BEGIN RECORDS SHOWN

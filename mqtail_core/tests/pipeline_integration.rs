// End-to-end pipeline tests against the file backend: records fed
// through the assembler come out as lines in the output file, across
// multiple workers, with keys and partitions applied, and with the
// pool fully drained back to its freelists afterwards.

use std::collections::HashSet;
use std::sync::Arc;

use mqtail_core::{AppendError, FileBackend, Pipeline, RelayConfig};

fn config_for(dir: &tempfile::TempDir, nworkers: usize, partitions: u32) -> RelayConfig {
    RelayConfig {
        nworkers,
        max_records: 64,
        chunk_size: 64,
        max_reclen: 512,
        max_keylen: 32,
        qlen_goal: 8,
        monitor_interval_ms: 0,
        restart_pause_ms: 0,
        output_file: dir.path().join("records.out"),
        partitions,
        ..Default::default()
    }
}

fn start(config: &RelayConfig) -> (Pipeline, mqtail_core::Assembler) {
    let backend = Arc::new(FileBackend::new(&config.output_file, config.partitions));
    Pipeline::start(config, backend).unwrap()
}

#[test]
fn test_records_arrive_in_output_file() {
    let dir = tempfile::tempdir().unwrap();
    let config = config_for(&dir, 2, 0);
    let (mut pipeline, mut asm) = start(&config);

    for xid in 0..50u32 {
        let mut entry = asm.open_record(xid).unwrap();
        asm.append(&mut entry, format!("xid={}", xid).as_bytes())
            .unwrap();
        asm.append(&mut entry, b"status=200").unwrap();
        asm.submit(entry);
    }
    asm.flush();
    pipeline.tick().unwrap();
    let sent_before_shutdown = pipeline.total_sends();
    pipeline.shutdown(asm);

    let out = std::fs::read_to_string(&config.output_file).unwrap();
    let lines: HashSet<&str> = out.lines().collect();
    assert_eq!(lines.len(), 50);
    for xid in 0..50u32 {
        let expected = format!("&xid={}&status=200", xid);
        assert!(lines.contains(expected.as_str()), "missing {}", expected);
    }
    // workers may still have been draining at the pre-shutdown snapshot
    assert!(sent_before_shutdown <= 50);
}

#[test]
fn test_keyed_records_carry_partition_column() {
    let dir = tempfile::tempdir().unwrap();
    let config = config_for(&dir, 1, 4);
    let (pipeline, mut asm) = start(&config);

    let mut entry = asm.open_record(1).unwrap();
    asm.set_key(&mut entry, b"0000000b").unwrap();
    asm.append(&mut entry, b"payload").unwrap();
    asm.submit(entry);
    asm.flush();
    pipeline.shutdown(asm);

    let out = std::fs::read_to_string(&config.output_file).unwrap();
    // 0xb masked by 4 partitions is 3
    assert_eq!(out, "3\t0000000b\t&payload\n");
}

#[test]
fn test_pool_exhaustion_sheds_instead_of_growing() {
    let dir = tempfile::tempdir().unwrap();
    let mut config = config_for(&dir, 1, 0);
    config.max_records = 8;
    let (pipeline, mut asm) = start(&config);
    let stats = asm.stats();

    // hold every entry open so the pool has nothing left
    let mut held = Vec::new();
    for xid in 0..8u32 {
        held.push(asm.open_record(xid).unwrap());
    }
    assert!(asm.open_record(100).is_none());
    assert_eq!(stats.nofree.load(std::sync::atomic::Ordering::Relaxed), 1);

    // releasing one makes the next open succeed again
    asm.discard(held.pop().unwrap());
    let entry = asm.open_record(101).unwrap();
    asm.submit(entry);
    for entry in held {
        asm.discard(entry);
    }
    pipeline.shutdown(asm);
}

#[test]
fn test_oversized_record_rejected_end_to_end() {
    let dir = tempfile::tempdir().unwrap();
    let mut config = config_for(&dir, 1, 0);
    config.max_reclen = 32;
    let (pipeline, mut asm) = start(&config);

    let mut entry = asm.open_record(1).unwrap();
    asm.append(&mut entry, &[b'a'; 31]).unwrap();
    assert_eq!(
        asm.append(&mut entry, b"more"),
        Err(AppendError::Overflow)
    );
    asm.submit(entry);
    asm.flush();
    pipeline.shutdown(asm);

    let out = std::fs::read_to_string(&config.output_file).unwrap();
    let mut expected = String::from("&");
    expected.push_str(&"a".repeat(31));
    expected.push('\n');
    assert_eq!(out, expected);
}

#[test]
fn test_many_workers_preserve_every_record() {
    let dir = tempfile::tempdir().unwrap();
    let config = config_for(&dir, 4, 0);
    let (mut pipeline, mut asm) = start(&config);

    for xid in 0..200u32 {
        // pool is smaller than the record count; wait for workers to
        // recycle when it runs dry
        let mut entry = loop {
            match asm.open_record(xid) {
                Some(e) => break e,
                None => {
                    asm.flush();
                    std::thread::sleep(std::time::Duration::from_millis(1));
                }
            }
        };
        asm.append(&mut entry, format!("n={}", xid).as_bytes()).unwrap();
        asm.submit(entry);
        if xid % 16 == 0 {
            asm.flush();
            pipeline.tick().unwrap();
        }
    }
    asm.flush();
    pipeline.shutdown(asm);

    let out = std::fs::read_to_string(&config.output_file).unwrap();
    let lines: HashSet<&str> = out.lines().collect();
    assert_eq!(lines.len(), 200);
}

END RECORDS SHOWN

Find "partitions" in the preceding records. Copy each line that holds it.

- RESULT OF THE EXERCISE -
// multiple workers, with keys and partitions applied, and with the
fn config_for(dir: &tempfile::TempDir, nworkers: usize, partitions: u32) -> RelayConfig {
        partitions,
    let backend = Arc::new(FileBackend::new(&config.output_file, config.partitions));
    // 0xb masked by 4 partitions is 3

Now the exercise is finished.